──────── Recorded data

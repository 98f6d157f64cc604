use sqlx::SqlitePool;
use validator::Validate;

use crate::{
    auth,
    error::{AppError, AppResult},
    follows,
    users::{
        non_blank, UpdateProfile, User, UserProfileResponse, UserSummary,
        DEFAULT_HEADER_IMAGE_URL, DEFAULT_IMAGE_URL,
    },
};

#[derive(sqlx::FromRow)]
struct ProfileCounts {
    messages_count: i64,
    followers_count: i64,
    following_count: i64,
    likes_count: i64,
}

pub async fn get_user(pool: &SqlitePool, user_id: i64) -> AppResult<User> {
    sqlx::query_as::<_, User>("SELECT * FROM users WHERE id = $1")
        .bind(user_id)
        .fetch_optional(pool)
        .await?
        .ok_or(AppError::NotFound("User not found".to_string()))
}

/// All users, or those whose username contains `search`.
pub async fn list_users(pool: &SqlitePool, search: Option<&str>) -> AppResult<Vec<UserSummary>> {
    let users = match search.map(str::trim).filter(|s| !s.is_empty()) {
        Some(term) => {
            sqlx::query_as::<_, UserSummary>(
                r#"
                SELECT id, username, image_url, bio FROM users
                WHERE username LIKE '%' || $1 || '%'
                ORDER BY id
                "#,
            )
            .bind(term)
            .fetch_all(pool)
            .await?
        }
        None => {
            sqlx::query_as::<_, UserSummary>(
                "SELECT id, username, image_url, bio FROM users ORDER BY id",
            )
            .fetch_all(pool)
            .await?
        }
    };

    Ok(users)
}

pub async fn profile(
    pool: &SqlitePool,
    viewer_id: i64,
    user_id: i64,
) -> AppResult<UserProfileResponse> {
    let user = get_user(pool, user_id).await?;

    let counts = sqlx::query_as::<_, ProfileCounts>(
        r#"
        SELECT
            (SELECT COUNT(*) FROM messages WHERE user_id = $1) AS messages_count,
            (SELECT COUNT(*) FROM follows WHERE followed_id = $1) AS followers_count,
            (SELECT COUNT(*) FROM follows WHERE follower_id = $1) AS following_count,
            (SELECT COUNT(*) FROM likes WHERE user_id = $1) AS likes_count
        "#,
    )
    .bind(user_id)
    .fetch_one(pool)
    .await?;

    let is_following = follows::service::is_following(pool, viewer_id, user_id).await?;
    let is_followed_by = follows::service::is_followed_by(pool, viewer_id, user_id).await?;

    Ok(UserProfileResponse {
        id: user.id,
        username: user.username,
        image_url: user.image_url,
        header_image_url: user.header_image_url,
        bio: user.bio,
        location: user.location,
        messages_count: counts.messages_count,
        followers_count: counts.followers_count,
        following_count: counts.following_count,
        likes_count: counts.likes_count,
        is_following,
        is_followed_by,
    })
}

/// Self-edit. The current password must be supplied and must match.
pub async fn update_profile(
    pool: &SqlitePool,
    user_id: i64,
    mut payload: UpdateProfile,
) -> AppResult<User> {
    payload.image_url = non_blank(payload.image_url);
    payload.header_image_url = non_blank(payload.header_image_url);
    payload.validate()?;

    let current = get_user(pool, user_id).await?;

    auth::service::authenticate(pool, &current.username, &payload.password)
        .await?
        .filter(|user| user.id == user_id)
        .ok_or(AppError::Unauthorized)?;

    let user = sqlx::query_as::<_, User>(
        r#"
        UPDATE users
        SET username = $1, email = $2, image_url = $3, header_image_url = $4,
            bio = $5, location = $6
        WHERE id = $7
        RETURNING *
        "#,
    )
    .bind(&payload.username)
    .bind(&payload.email)
    .bind(payload.image_url.as_deref().unwrap_or(DEFAULT_IMAGE_URL))
    .bind(
        payload
            .header_image_url
            .as_deref()
            .unwrap_or(DEFAULT_HEADER_IMAGE_URL),
    )
    .bind(payload.bio.unwrap_or_default())
    .bind(payload.location.unwrap_or_default())
    .bind(user_id)
    .fetch_optional(pool)
    .await
    .map_err(|e| AppError::duplicate_or(e, "Username or email already taken"))?
    .ok_or(AppError::NotFound("User not found".to_string()))?;

    tracing::info!(user_id, "profile updated");

    Ok(user)
}

/// Deletes the account and everything that references it in one transaction:
/// likes given, likes on the user's messages, follow edges on either side,
/// then the messages and the user row.
pub async fn delete_user(pool: &SqlitePool, user_id: i64) -> AppResult<()> {
    let mut tx = pool.begin().await?;

    // Writes come first so the transaction takes the write lock up front
    sqlx::query(
        r#"
        DELETE FROM likes
        WHERE user_id = $1
           OR message_id IN (SELECT id FROM messages WHERE user_id = $1)
        "#,
    )
    .bind(user_id)
    .execute(&mut *tx)
    .await?;

    sqlx::query("DELETE FROM follows WHERE follower_id = $1 OR followed_id = $1")
        .bind(user_id)
        .execute(&mut *tx)
        .await?;

    let messages = sqlx::query("DELETE FROM messages WHERE user_id = $1")
        .bind(user_id)
        .execute(&mut *tx)
        .await?;

    let deleted = sqlx::query("DELETE FROM users WHERE id = $1")
        .bind(user_id)
        .execute(&mut *tx)
        .await?;

    if deleted.rows_affected() == 0 {
        return Err(AppError::NotFound("User not found".to_string()));
    }

    tx.commit().await?;

    tracing::info!(
        user_id,
        messages_deleted = messages.rows_affected(),
        "user deleted"
    );

    Ok(())
}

────────────────

### Exercise details
With "service" as the word to match, copy each line of the records that has it.

### Answer to the problem
    let is_following = follows::service::is_following(pool, viewer_id, user_id).await?;
    let is_followed_by = follows::service::is_followed_by(pool, viewer_id, user_id).await?;
    auth::service::authenticate(pool, &current.username, &payload.password)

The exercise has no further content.